The water in the apartment was bad, the hot water ran out quickly and taking a shower was just horror for me especially when I found this bug in the bathtub (and No, I was not thinking of filling up the tub and soaking it it, I wanted nothing more than just a light shower - Which I got because the water wouldn't come down!!)
Shower heads here are strange, either there isn't enough water pressure or I don't know, pipes are clogged?
Anyway, I got through it with a few chills but it was alright - wasn't really looking forward to the next though.
The kitchen had no hot water at all, washing greasy dishes was a real challange and I resorted to boiling the water in pots just to wash dishes, for some reason the dishwashing liquid wasn't doing such a great job either and honestly being part german (grandma is German) I wasn't used to the yemeni ways of cooked, cleaning, washed dishes, laundry or anything.
The stove was a problem because there were no temperatures for the oven and I just couldn't prepare certain recipes with a large flame of fire in the bottom and a smaller one on top. Also the flame was either high or low, even the low stove top flame burned half my foods (either I just wasn't used to it or I don't know but the oven was a real problem) I requested we go back and ask the salesman and then return it if he agreed.

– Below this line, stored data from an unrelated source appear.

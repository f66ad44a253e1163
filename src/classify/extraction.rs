// ==========================================
// 集装箱单证核对系统 - 单角色取值提取
// ==========================================
// 依据: Column_Role_Spec_v0.4.md - 9. 输出契约
// 职责: 箱号 → 取值映射提取;多表合并(最大覆盖模式)
// ==========================================
// 合并规则: 重复箱号首见者胜,后续出现不覆盖
// ==========================================

use crate::domain::{CellValue, Grid, SemanticRole, SheetCandidate};
use crate::pattern::container_id;
use std::collections::HashMap;
use tracing::debug;

/// 从单个已分类工作表提取 箱号 → 角色列取值
///
/// 箱号形态不匹配的行跳过;角色列为空的行跳过
pub fn extract_role_map(
    grid: &Grid,
    candidate: &SheetCandidate,
    role: SemanticRole,
) -> HashMap<String, CellValue> {
    let mut map = HashMap::new();

    let container_col = match candidate.assignment.column_of(SemanticRole::ContainerId) {
        Some(c) => c,
        None => return map,
    };
    let value_col = match candidate.assignment.column_of(role) {
        Some(c) => c,
        None => return map,
    };

    for row in candidate.data_start_row..grid.row_count() {
        let id_cell = grid.cell(row, container_col);
        let id = match id_cell.trimmed_text() {
            Some(t) if container_id::is_shape(t) => t.trim().to_uppercase(),
            _ => continue,
        };

        let value = grid.cell(row, value_col);
        if value.is_empty() {
            continue;
        }

        // 同表内重复箱号同样首见者胜
        map.entry(id).or_insert_with(|| value.clone());
    }

    map
}

/// 多表合并提取（最大覆盖模式）
///
/// MANIFEST 数据常分散于多个工作表;合并所有有效候选的映射
/// 而非只取最优表,重复箱号按候选顺序首见者胜
pub fn merge_role_maps(
    sheets: &[(String, Grid)],
    candidates: &[SheetCandidate],
    role: SemanticRole,
) -> HashMap<String, CellValue> {
    let mut merged: HashMap<String, CellValue> = HashMap::new();

    for candidate in candidates.iter().filter(|c| c.is_valid) {
        let grid = match sheets.iter().find(|(id, _)| *id == candidate.sheet_id) {
            Some((_, g)) => g,
            None => continue,
        };
        let map = extract_role_map(grid, candidate, role);
        let before = merged.len();
        for (id, value) in map {
            merged.entry(id).or_insert(value);
        }
        debug!(
            sheet = %candidate.sheet_id,
            added = merged.len() - before,
            "合并角色取值映射"
        );
    }

    merged
}
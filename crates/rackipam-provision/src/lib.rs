//! Subnet provisioning: turns CIDR engine output into persisted address
//! records and answers occupancy queries over them.

pub mod service;
pub mod store;

pub use service::{
    NewSubnet, ProvisionOutcome, ProvisionRequest, ProvisioningService, VlanIpStatus,
};
pub use store::IpRecordStore;
use ipnet::{Ipv4Net, Ipv6Net};
use serde::{Deserialize, Serialize};
use std::net::{IpAddr, Ipv4Addr};

/// Address count reported for IPv6 blocks wider than a /64.
pub const IPV6_COUNT_CEILING: u128 = u128::MAX;

/// Address family of a CIDR block
#[derive(Debug, Clone, Copy, PartialEq, Eq, Hash, Serialize, Deserialize)]
#[serde(rename_all = "lowercase")]
pub enum IpVersion {
    Ipv4,
    Ipv6,
}

impl std::fmt::Display for IpVersion {
    fn fmt(&self, f: &mut std::fmt::Formatter<'_>) -> std::fmt::Result {
        match self {
            IpVersion::Ipv4 => write!(f, "ipv4"),
            IpVersion::Ipv6 => write!(f, "ipv6"),
        }
    }
}

/// Derived facts about a CIDR block. Never persisted.
#[derive(Debug, Clone, PartialEq, Eq, Serialize, Deserialize)]
pub struct CidrInfo {
    pub version: IpVersion,
    /// Canonical, network-aligned notation
    pub cidr: String,
    pub network_address: String,
    pub prefix_length: u8,
    /// None for IPv4 /31 and /32, and always for IPv6
    pub broadcast_address: Option<String>,
    /// Network address + 1 for IPv4 prefixes below /31
    pub gateway_address: Option<String>,
    pub total_addresses: u128,
    pub usable_addresses: u128,
}

impl CidrInfo {
    pub fn is_ipv4(&self) -> bool {
        self.version == IpVersion::Ipv4
    }

    pub(crate) fn from_block(block: &Block) -> Self {
        match block {
            Block::V4(net) => {
                let marks = Ipv4Landmarks::of(net);
                let total = ipv4_total(net);
                let usable = if net.prefix_len() < 31 {
                    total.saturating_sub(2)
                } else {
                    total
                };
                CidrInfo {
                    version: IpVersion::Ipv4,
                    cidr: net.to_string(),
                    network_address: marks.network.to_string(),
                    prefix_length: net.prefix_len(),
                    broadcast_address: marks.broadcast.map(|a| a.to_string()),
                    gateway_address: marks.gateway.map(|a| a.to_string()),
                    total_addresses: total,
                    usable_addresses: usable,
                }
            }
            Block::V6(net) => {
                let total = if net.prefix_len() >= 64 {
                    1u128 << (128 - net.prefix_len())
                } else {
                    IPV6_COUNT_CEILING
                };
                CidrInfo {
                    version: IpVersion::Ipv6,
                    cidr: net.to_string(),
                    network_address: net.network().to_string(),
                    prefix_length: net.prefix_len(),
                    broadcast_address: None,
                    gateway_address: None,
                    total_addresses: total,
                    usable_addresses: total,
                }
            }
        }
    }
}

/// Parse `a.b.c.d/n` or `addr/n` into its derived facts.
///
/// Host bits in the input are cleared: `192.168.1.5/24` yields the
/// canonical `192.168.1.0/24`. Returns `None` for malformed notation,
/// out-of-range octets or an out-of-range prefix.
pub fn parse_cidr(input: &str) -> Option<CidrInfo> {
    parse_block(input).map(|(block, _)| CidrInfo::from_block(&block))
}

/// A parsed, network-aligned CIDR block.
#[derive(Debug, Clone, Copy, PartialEq, Eq)]
pub(crate) enum Block {
    V4(Ipv4Net),
    V6(Ipv6Net),
}

impl Block {
    pub(crate) fn version(&self) -> IpVersion {
        match self {
            Block::V4(_) => IpVersion::Ipv4,
            Block::V6(_) => IpVersion::Ipv6,
        }
    }

    /// Inclusive numeric range `[first, last]` covered by the block.
    pub(crate) fn bounds(&self) -> (u128, u128) {
        match self {
            Block::V4(net) => (
                u32::from(net.network()) as u128,
                u32::from(net.broadcast()) as u128,
            ),
            Block::V6(net) => (u128::from(net.network()), u128::from(net.broadcast())),
        }
    }
}

/// Split and parse CIDR notation. Also returns the literal address as typed,
/// so callers can tell whether host bits were corrected.
pub(crate) fn parse_block(input: &str) -> Option<(Block, IpAddr)> {
    let (addr, prefix) = input.trim().split_once('/')?;
    if prefix.is_empty() || prefix.len() > 3 || !prefix.bytes().all(|b| b.is_ascii_digit()) {
        return None;
    }
    let prefix: u8 = prefix.parse().ok()?;
    let literal: IpAddr = addr.parse().ok()?;

    let block = match literal {
        IpAddr::V4(a) => Block::V4(Ipv4Net::new(a, prefix).ok()?.trunc()),
        IpAddr::V6(a) => Block::V6(Ipv6Net::new(a, prefix).ok()?.trunc()),
    };
    Some((block, literal))
}

pub(crate) fn ipv4_total(net: &Ipv4Net) -> u128 {
    1u128 << (32 - net.prefix_len())
}

/// Structural addresses of an IPv4 block. Both `parse_cidr` and record
/// generation classify against these values.
#[derive(Debug, Clone, Copy, PartialEq, Eq)]
pub(crate) struct Ipv4Landmarks {
    pub network: Ipv4Addr,
    pub gateway: Option<Ipv4Addr>,
    pub broadcast: Option<Ipv4Addr>,
}

impl Ipv4Landmarks {
    pub(crate) fn of(net: &Ipv4Net) -> Self {
        let network = net.network();
        if net.prefix_len() >= 31 {
            return Self {
                network,
                gateway: None,
                broadcast: None,
            };
        }
        Self {
            network,
            gateway: Some(Ipv4Addr::from(u32::from(network) + 1)),
            broadcast: Some(net.broadcast()),
        }
    }
}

Surprisingly he did agree and gave us back 90% of the money (which I was satisfied with) and then we headed off to some places where they sell stoves. There was a nice place behind the Porche dealer (not sure what it's called, but it's like a show room) and a kind taxi driver suggested that place. They sold fridges, stoves, small kitchen appliances and even digital cameras.
I was looking for an electric stove and I didnt care much about the electricity bill because that was what I was used to and the gas cylinder thingy is just a real pain (even though we had used it before in Iraq, but the ones there were different and they had a sort of pump that attacked to the needle on the top and this one in Yemen was always leaking and we had daily problems with it) Also my mom back in Canada was really worried about safety.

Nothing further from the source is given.